▼▼▼

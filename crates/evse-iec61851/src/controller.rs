#![forbid(unsafe_code)]

use alloc::boxed::Box;
use log::{error, info, warn};

use evse_adc::FrontEnd;
use evse_contactor::ContactorCheck;
use evse_core::{
    AuthToken, ChargeState, EvseConfig, EvseResult, Indicator, InputConfig, MilliAmps, Slot,
    DUTY_CYCLE_OFF, SLOT_COUNT,
};
use evse_dcfault::{DcFaultMonitor, DcFaultView};
use evse_hal::{
    AdcChannel, AdcScanner, ConfigStore, DigitalInputs, Input, LockGate, MonotonicClock,
    OutputStage, Watchdog,
};
use evse_slots::{SlotInputs, SlotTable};
use evse_time::{elapsed_ms, is_elapsed};

use crate::output::{GateView, OutputGate, OutputRequest};
use crate::snapshot::{vehicle_state, ChannelReading, EvseSnapshot};
use crate::state_machine::{Conditions, Iec61851, PilotView, Transition};

/// Windows discarded after a duty-cycle change.
const IGNORE_AFTER_DUTY_CHANGE: u8 = 2;
/// Windows discarded after a contactor toggle.
const IGNORE_AFTER_SWITCH: u8 = 4;
/// Contactor-check windows skipped after a toggle.
const SUPPRESS_AFTER_SWITCH: u8 = 5;
/// A re-attached pilot contact must be stable this long.
pub const CP_CONNECT_SETTLE_MS: u32 = 500;

/// Hardware the controller owns.
pub struct EvseHal {
    pub adc: Box<dyn AdcScanner>,
    pub inputs: Box<dyn DigitalInputs>,
    pub output: Box<dyn OutputStage>,
    pub clock: Box<dyn MonotonicClock>,
    pub store: Box<dyn ConfigStore>,
    pub lock: Option<Box<dyn LockGate>>,
    pub watchdog: Box<dyn Watchdog>,
}

/// Owns every component and sequences them once per main-loop pass.
pub struct EvseController {
    hal: EvseHal,
    config: EvseConfig,

    front_end: FrontEnd,
    contactor: ContactorCheck,
    slots: SlotTable,
    dc_fault: DcFaultMonitor,
    iec: Iec61851,
    gate: OutputGate,

    boot: u32,
    settled: bool,
    cp_attached_since: Option<u32>,
}

impl EvseController {
    /// `slot_defaults` are the restored persisted defaults, or
    /// `evse_slots::factory_defaults()`.
    pub fn new(hal: EvseHal, config: EvseConfig, slot_defaults: [Slot; SLOT_COUNT]) -> Self {
        let now = hal.clock.now_ms();
        let contactor = ContactorCheck::new(&*hal.inputs, now);

        info!(
            "EVSE: jumper {:?} ({} mA), inputs {:?}, hysteresis {}",
            config.jumper,
            config.jumper.max_current_ma(config.software_current_ma),
            config.inputs,
            config.cp_hysteresis
        );

        Self {
            front_end: FrontEnd::new(now),
            contactor,
            slots: SlotTable::new(slot_defaults, config.inputs),
            dc_fault: DcFaultMonitor::new(),
            iec: Iec61851::new(config.cp_hysteresis, now),
            gate: OutputGate::new(now),
            boot: now,
            settled: false,
            cp_attached_since: None,
            hal,
            config,
        }
    }

    /// One control cycle. Returns the state transition it caused, if any.
    pub fn tick(&mut self) -> Option<Transition> {
        let now = self.hal.clock.now_ms();
        let mut transition = None;

        // 1. FRONT-END
        if let Err(e) = self.front_end.sample_tick(&mut *self.hal.adc, now) {
            error!("EVSE: front-end failed ({}), halting", e);
            self.hal.watchdog.halt();
        }
        let measurement = self.front_end.measurement();
        let contactor_closed = self.hal.output.contactor_closed();

        // 2. CONTACTOR CHECK
        self.contactor.tick(&*self.hal.inputs, contactor_closed, now);

        // 3. ARBITRATION
        let slot_inputs = SlotInputs {
            jumper: self.config.jumper,
            software_current_ma: self.config.software_current_ma,
            pp: measurement.pp,
            input_levels: [
                self.hal.inputs.read(Input::ExtInput0),
                self.hal.inputs.read(Input::ExtInput1),
            ],
        };
        self.slots.recompute(&slot_inputs);
        let allowed = self.slots.effective_current();

        // 4. DC FAULT
        let view = self.dc_fault_view(contactor_closed);
        if let Some(trip) =
            self.dc_fault
                .tick(&*self.hal.inputs, &mut *self.hal.output, &view, now)
        {
            error!("EVSE: DC fault {:?}, contactor forced open", trip.state);
            if self.gate.force_open(&mut *self.hal.output, now) {
                self.after_switch();
            }
            transition = self.iec.force_error(Indicator::DcFault, now);
        }

        // 5. STATE MACHINE
        // Held while booting and while the fault sensor is under test
        let attached = self.pilot_attached(now);
        if self.is_settled(now) && !self.dc_fault.is_calibrating() {
            let conditions = Conditions {
                dc_fault: !self.dc_fault.state().is_normal(),
                contactor_error: self.contactor.error(),
                jumper: self.config.jumper,
                allowed_ma: allowed,
                pilot: self.pilot_view(attached),
            };
            if let Some(t) = self.iec.evaluate(&conditions, now) {
                if t.is_disconnect() {
                    self.on_disconnect();
                }
                transition = Some(t);
            }
        }

        // 6. OUTPUT
        let (duty, close) = self.iec.output(allowed);
        let request = OutputRequest {
            duty,
            close: close && !self.dc_fault.is_calibrating(),
        };
        let gate_view = GateView {
            cp: measurement.cp,
            counter: measurement.counter,
            diode_check_pending: self.iec.diode_check_pending(),
        };
        let actions = self.gate.apply(
            &mut *self.hal.output,
            &mut self.hal.lock,
            request,
            gate_view,
            now,
        );
        if let Some(duty) = actions.duty_changed {
            self.front_end.ignore_all(IGNORE_AFTER_DUTY_CHANGE);
            self.front_end
                .enable_full_channel_set(&mut *self.hal.adc, duty == DUTY_CYCLE_OFF);
        }
        if actions.toggled {
            self.after_switch();
        }

        // 7. PERSIST
        if let Some(defaults) = self.slots.take_persist_request() {
            if let Err(e) = self.hal.store.persist_slot_defaults(&defaults) {
                warn!("EVSE: persisting slot defaults failed: {}", e);
            }
        }

        transition
    }

    fn is_settled(&mut self, now: u32) -> bool {
        if !self.settled && is_elapsed(now, self.boot, self.config.startup_settle_ms) {
            info!("EVSE: start-up settle done");
            self.settled = true;
        }
        self.settled
    }

    fn pilot_attached(&mut self, now: u32) -> bool {
        if !self.hal.inputs.read(Input::CpConnected) {
            self.cp_attached_since = None;
            return false;
        }
        let since = *self.cp_attached_since.get_or_insert(now);
        is_elapsed(now, since, CP_CONNECT_SETTLE_MS)
    }

    fn pilot_view(&self, connected: bool) -> PilotView {
        let cp1 = self.front_end.channel(AdcChannel::Cp1);
        let cp2 = self.front_end.channel(AdcChannel::Cp2);
        PilotView {
            cp: self.front_end.measurement().cp,
            cp1_negative_mv: cp1.negative_millivolts(),
            cp2_negative_mv: cp2.negative_millivolts(),
            cp1_negative_updates: cp1.negative_updates(),
            cp2_negative_updates: cp2.negative_updates(),
            ignore_pending: self.front_end.ignore_pending(),
            settling: self.front_end.is_settling(),
            connected,
        }
    }

    fn dc_fault_view(&self, contactor_closed: bool) -> DcFaultView {
        DcFaultView {
            contactor_closed,
            cp: self.front_end.measurement().cp,
            last_switch: self.gate.last_switch(),
        }
    }

    fn after_switch(&mut self) {
        self.front_end.ignore_all(IGNORE_AFTER_SWITCH);
        self.contactor.suppress(SUPPRESS_AFTER_SWITCH);
    }

    fn on_disconnect(&mut self) {
        info!("EVSE: vehicle disconnected");
        self.slots.handle_disconnect();
        self.dc_fault.schedule_self_test();
        self.gate.clear_switched_under_load();
    }

    // Commands

    pub fn set_slot(
        &mut self,
        index: usize,
        max_current_ma: MilliAmps,
        active: bool,
        clear_on_disconnect: bool,
    ) -> EvseResult<()> {
        self.slots.set(index, max_current_ma, active, clear_on_disconnect)
    }

    pub fn get_slot(&self, index: usize) -> EvseResult<Slot> {
        self.slots.get(index)
    }

    pub fn set_slot_default(
        &mut self,
        index: usize,
        max_current_ma: MilliAmps,
        active: bool,
        clear_on_disconnect: bool,
    ) -> EvseResult<()> {
        self.slots.set_default(index, max_current_ma, active, clear_on_disconnect)
    }

    pub fn get_slot_default(&self, index: usize) -> EvseResult<Slot> {
        self.slots.get_default(index)
    }

    /// Clears a latched DC fault. The sensor is re-tested right away.
    pub fn reset_dc_fault(&mut self, token: &AuthToken) -> EvseResult<()> {
        let now = self.hal.clock.now_ms();
        self.dc_fault.reset(token, &mut *self.hal.output, now)
    }

    /// Requests a sensor self-test. Refused unless the station is idle.
    pub fn request_self_test(&mut self) -> EvseResult<()> {
        let now = self.hal.clock.now_ms();
        let view = self.dc_fault_view(self.hal.output.contactor_closed());
        self.dc_fault.request_self_test(&view, now)
    }

    pub fn start_charging_by_button(&mut self) {
        info!("EVSE: charging released by button");
        self.slots.start_charging_by_button();
    }

    pub fn stop_charging_by_button(&mut self) {
        info!("EVSE: charging stopped by button");
        self.slots.stop_charging_by_button();
    }

    pub fn set_input_config(&mut self, input: usize, config: InputConfig) -> EvseResult<()> {
        self.slots.set_input_config(input, config)?;
        if let Some(cfg) = self.config.inputs.get_mut(input) {
            *cfg = config;
        }
        Ok(())
    }

    pub fn state(&self) -> ChargeState {
        self.iec.state()
    }

    pub fn config(&self) -> &EvseConfig {
        &self.config
    }

    pub fn snapshot(&self) -> EvseSnapshot {
        let now = self.hal.clock.now_ms();
        let measurement = self.front_end.measurement();
        let state = self.iec.state();

        EvseSnapshot {
            state,
            vehicle: vehicle_state(state, measurement.cp),
            indicator: self.iec.indicator(),

            cp_resistance: measurement.cp,
            pp_resistance: measurement.pp,
            resistance_counter: measurement.counter,
            channels: AdcChannel::ALL.map(|ch| {
                let c = self.front_end.channel(ch);
                ChannelReading {
                    channel: ch,
                    average: c.average(),
                    millivolts: c.millivolts(),
                    negative_average: c.negative_average(),
                    negative_millivolts: c.negative_millivolts(),
                }
            }),

            dc_fault: self.dc_fault.state(),
            dc_fault_lines: self.dc_fault.raw_lines(),
            dc_fault_variant: self.dc_fault.variant(),
            dc_fault_calibrating: self.dc_fault.is_calibrating(),

            contactor_liveness: self.contactor.liveness(),
            contactor_error: self.contactor.error(),
            contactor_commanded: self.hal.output.contactor_closed(),
            switched_under_load: self.gate.switched_under_load(),

            slots: *self.slots.slots(),
            allowed_current_ma: self.slots.effective_current(),
            duty_cycle: self.gate.duty().unwrap_or(DUTY_CYCLE_OFF),

            charging_time_ms: self.iec.charging_time(now),
            time_since_state_change_ms: elapsed_ms(now, self.iec.last_state_change()),
            uptime_ms: elapsed_ms(now, self.boot),
        }
    }
}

▲▲▲

Brief: Which of the lines above hold the string "ChannelReading"? Copy each one.

Solved exercise:
use crate::snapshot::{vehicle_state, ChannelReading, EvseSnapshot};
                ChannelReading {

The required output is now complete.